Exercise requirements =>
Search the records that follow and extract every line containing the string "ParseSuccess".

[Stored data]
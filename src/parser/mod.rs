//! The parsing monad: an opaque, composable step function from parse state
//! to parse state, with sequencing, result transformation, and error
//! transformation.
//!
//! A [`Parser`] is constructed once (typically at grammar-definition time)
//! and invoked many times against different inputs. Parsers hold no shared
//! mutable state and never retain a reference to any particular
//! [`ParseState`], so one parser value can be used concurrently from
//! multiple threads against independent inputs.
//!
//! The default error payload is [`ParseError`]; the whole module stays
//! generic over the payload type so callers can substitute their own and
//! rewrite payloads with [`Parser::error_map`] / [`Parser::error_chain`].

pub mod combinators;
pub mod state;

pub use state::{Failure, ParseFailure, ParseState, ParseSuccess, Step};

use std::sync::Arc;

use thiserror::Error;

use crate::diagnostics::Span;

/// Default error payload produced by the built-in matchers. Positions travel
/// with the failure state, not inside the payload.
#[derive(Debug, Clone, PartialEq, Eq, Error)]
pub enum ParseError {
    #[error("expected {expected}, got '{found}'")]
    Expected { expected: String, found: String },
    #[error("expected {expected}, but got end of input")]
    UnexpectedEnd { expected: String },
    #[error("expected at least one match in '{combinator}'")]
    ExpectedAtLeastOne { combinator: &'static str },
    #[error("matched '{found}' from the exception parser")]
    ExcludedMatch { found: String },
    #[error("expected end of input, got '{found}'")]
    ExpectedEnd { found: String },
    #[error("{0}")]
    Message(String),
}

impl ParseError {
    pub(crate) fn expected(expected: impl Into<String>, found: impl Into<String>) -> Self {
        ParseError::Expected {
            expected: expected.into(),
            found: found.into(),
        }
    }

    pub(crate) fn unexpected_end(expected: impl Into<String>) -> Self {
        ParseError::UnexpectedEnd {
            expected: expected.into(),
        }
    }
}

/// A composable parsing step: `ParseState -> ParseState`, with the
/// success/error split encoded as a [`Step`] result.
pub struct Parser<A, S = (), E = ParseError> {
    f: Arc<dyn Fn(ParseState<S>) -> Step<A, S, E> + Send + Sync>,
}

impl<A, S, E> Clone for Parser<A, S, E> {
    fn clone(&self) -> Self {
        Self { f: self.f.clone() }
    }
}

impl<A, S, E> Parser<A, S, E>
where
    A: 'static,
    S: 'static,
    E: 'static,
{
    pub fn new(f: impl Fn(ParseState<S>) -> Step<A, S, E> + Send + Sync + 'static) -> Self {
        Self { f: Arc::new(f) }
    }

    /// Applies this parser to a state. This is the primitive every
    /// combinator is built from; library users only need it to write their
    /// own combinators (or via the `do_parse!` macro, which threads state
    /// through `apply` calls).
    pub fn apply(&self, state: ParseState<S>) -> Step<A, S, E> {
        (self.f)(state)
    }

    /// Runs against a fresh state over `target`.
    pub fn run(&self, target: &str) -> Result<ParseSuccess<A, S>, ParseFailure<E, S>>
    where
        S: Default,
    {
        self.run_with_data(target, S::default())
    }

    /// Runs against a fresh state carrying `data` as the side-channel
    /// payload.
    pub fn run_with_data(
        &self,
        target: &str,
        data: S,
    ) -> Result<ParseSuccess<A, S>, ParseFailure<E, S>> {
        match self.apply(ParseState::new(target, data)) {
            Ok((state, result)) => Ok(ParseSuccess {
                result,
                index: state.index,
                data: state.data,
            }),
            Err(Failure { error, state }) => Err(ParseFailure {
                error,
                index: state.index,
                data: state.data,
            }),
        }
    }

    /// Runs and hands the outcome to the matching continuation.
    pub fn fork<T>(
        &self,
        target: &str,
        on_error: impl FnOnce(ParseFailure<E, S>) -> T,
        on_success: impl FnOnce(ParseSuccess<A, S>) -> T,
    ) -> T
    where
        S: Default,
    {
        match self.run(target) {
            Ok(success) => on_success(success),
            Err(failure) => on_error(failure),
        }
    }

    /// Transforms the result of a successful parse. The cursor is untouched.
    pub fn map<B: 'static>(&self, f: impl Fn(A) -> B + Send + Sync + 'static) -> Parser<B, S, E> {
        let p = self.f.clone();
        Parser::new(move |state| {
            let (next, value) = p(state)?;
            Ok((next, f(value)))
        })
    }

    /// Like [`Parser::map`], additionally handing `f` the span of input this
    /// parser consumed.
    pub fn map_with_span<B: 'static>(
        &self,
        f: impl Fn(A, Span) -> B + Send + Sync + 'static,
    ) -> Parser<B, S, E> {
        let p = self.f.clone();
        Parser::new(move |state| {
            let start = state.index;
            let (next, value) = p(state)?;
            let span = Span::new(start, next.index);
            Ok((next, f(value, span)))
        })
    }

    /// Monadic bind: on success, feeds the result to `f` and runs the
    /// returned parser against the advanced state; on failure,
    /// short-circuits with the failed state unchanged.
    pub fn chain<B: 'static>(
        &self,
        f: impl Fn(A) -> Parser<B, S, E> + Send + Sync + 'static,
    ) -> Parser<B, S, E> {
        let p = self.f.clone();
        Parser::new(move |state| {
            let (next, value) = p(state)?;
            f(value).apply(next)
        })
    }

    /// Maps the error payload of a failed parse, given `(error, index,
    /// &data)`. Success states pass through untouched.
    pub fn error_map<F: 'static>(
        &self,
        f: impl Fn(E, usize, &S) -> F + Send + Sync + 'static,
    ) -> Parser<A, S, F> {
        let p = self.f.clone();
        Parser::new(move |state| match p(state) {
            Ok(ok) => Ok(ok),
            Err(Failure { error, state }) => {
                let error = f(error, state.index, &state.data);
                Err(Failure { error, state })
            }
        })
    }

    /// Error recovery: on failure, `f` receives `(error, index, &data)` and
    /// returns a parser that is run against the failure's state with the
    /// error discharged.
    pub fn error_chain<F: 'static>(
        &self,
        f: impl Fn(E, usize, &S) -> Parser<A, S, F> + Send + Sync + 'static,
    ) -> Parser<A, S, F> {
        let p = self.f.clone();
        Parser::new(move |state| match p(state) {
            Ok(ok) => Ok(ok),
            Err(Failure { error, state }) => f(error, state.index, &state.data).apply(state),
        })
    }

    /// The identity element of sequencing: always succeeds with `value`
    /// without consuming input.
    pub fn of(value: A) -> Self
    where
        A: Clone + Send + Sync,
    {
        Parser::new(move |state| Ok((state, value.clone())))
    }
}

/// Alias for [`Parser::of`], matching the combinator-library vocabulary.
pub fn succeed_with<A, S, E>(value: A) -> Parser<A, S, E>
where
    A: Clone + Send + Sync + 'static,
    S: 'static,
    E: 'static,
{
    Parser::of(value)
}

/// Always fails with `error` without consuming input.
pub fn fail<A, S, E>(error: E) -> Parser<A, S, E>
where
    A: 'static,
    S: 'static,
    E: Clone + Send + Sync + 'static,
{
    Parser::new(move |state| Err(Failure::new(error.clone(), state)))
}

/// Succeeds with the current side-channel payload as its result.
pub fn get_data<S, E>() -> Parser<S, S, E>
where
    S: Clone + Send + Sync + 'static,
    E: 'static,
{
    Parser::new(|state: ParseState<S>| {
        let data = state.data.clone();
        Ok((state, data))
    })
}

/// Replaces the side-channel payload, succeeding with the new payload.
pub fn set_data<S, E>(data: S) -> Parser<S, S, E>
where
    S: Clone + Send + Sync + 'static,
    E: 'static,
{
    Parser::new(move |state| {
        let state = state.with_data(data.clone());
        let result = state.data.clone();
        Ok((state, result))
    })
}

/// Applies a pure function to the side-channel payload.
pub fn map_data<S, E>(f: impl Fn(S) -> S + Send + Sync + 'static) -> Parser<S, S, E>
where
    S: Clone + Send + Sync + 'static,
    E: 'static,
{
    Parser::new(move |state| {
        let state = state.map_data(&f);
        let result = state.data.clone();
        Ok((state, result))
    })
}

/// Runs `parser` with the side-channel payload seeded to `data`.
pub fn with_data<A, S, E>(parser: Parser<A, S, E>, data: S) -> Parser<A, S, E>
where
    A: 'static,
    S: Clone + Send + Sync + 'static,
    E: 'static,
{
    Parser::new(move |state| parser.apply(state.with_data(data.clone())))
}

/// The cooperative sequencing form: a chain of dependent parsing steps
/// written as a single-threaded procedure. Each step applies a parser to
/// the threaded state; `let name = parser;` binds its result for later
/// steps; the form ends with `yield expr`, wrapping `expr` as the final
/// result. Execution is strictly sequential and synchronous, and a step
/// that is not a parser fails to compile.
///
/// ```ignore
/// let keyword_then_body = do_parse!(
///     let keyword = letters();
///     whitespace();
///     let body = digits();
///     yield (keyword, body)
/// );
/// ```
#[macro_export]
macro_rules! do_parse {
    ($($steps:tt)+) => {
        $crate::parser::Parser::new(move |__state| $crate::do_parse_steps!(__state; $($steps)+))
    };
}

#[doc(hidden)]
#[macro_export]
macro_rules! do_parse_steps {
    ($state:ident; yield $e:expr) => {
        ::std::result::Result::Ok(($state, $e))
    };
    ($state:ident; let $var:pat = $p:expr; $($rest:tt)+) => {{
        let ($state, $var) = ($p).apply($state)?;
        $crate::do_parse_steps!($state; $($rest)+)
    }};
    ($state:ident; $p:expr; $($rest:tt)+) => {{
        let ($state, _) = ($p).apply($state)?;
        $crate::do_parse_steps!($state; $($rest)+)
    }};
}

Expected answer =>
pub use state::{Failure, ParseFailure, ParseState, ParseSuccess, Step};
    pub fn run(&self, target: &str) -> Result<ParseSuccess<A, S>, ParseFailure<E, S>>
    ) -> Result<ParseSuccess<A, S>, ParseFailure<E, S>> {
            Ok((state, result)) => Ok(ParseSuccess {
        on_success: impl FnOnce(ParseSuccess<A, S>) -> T,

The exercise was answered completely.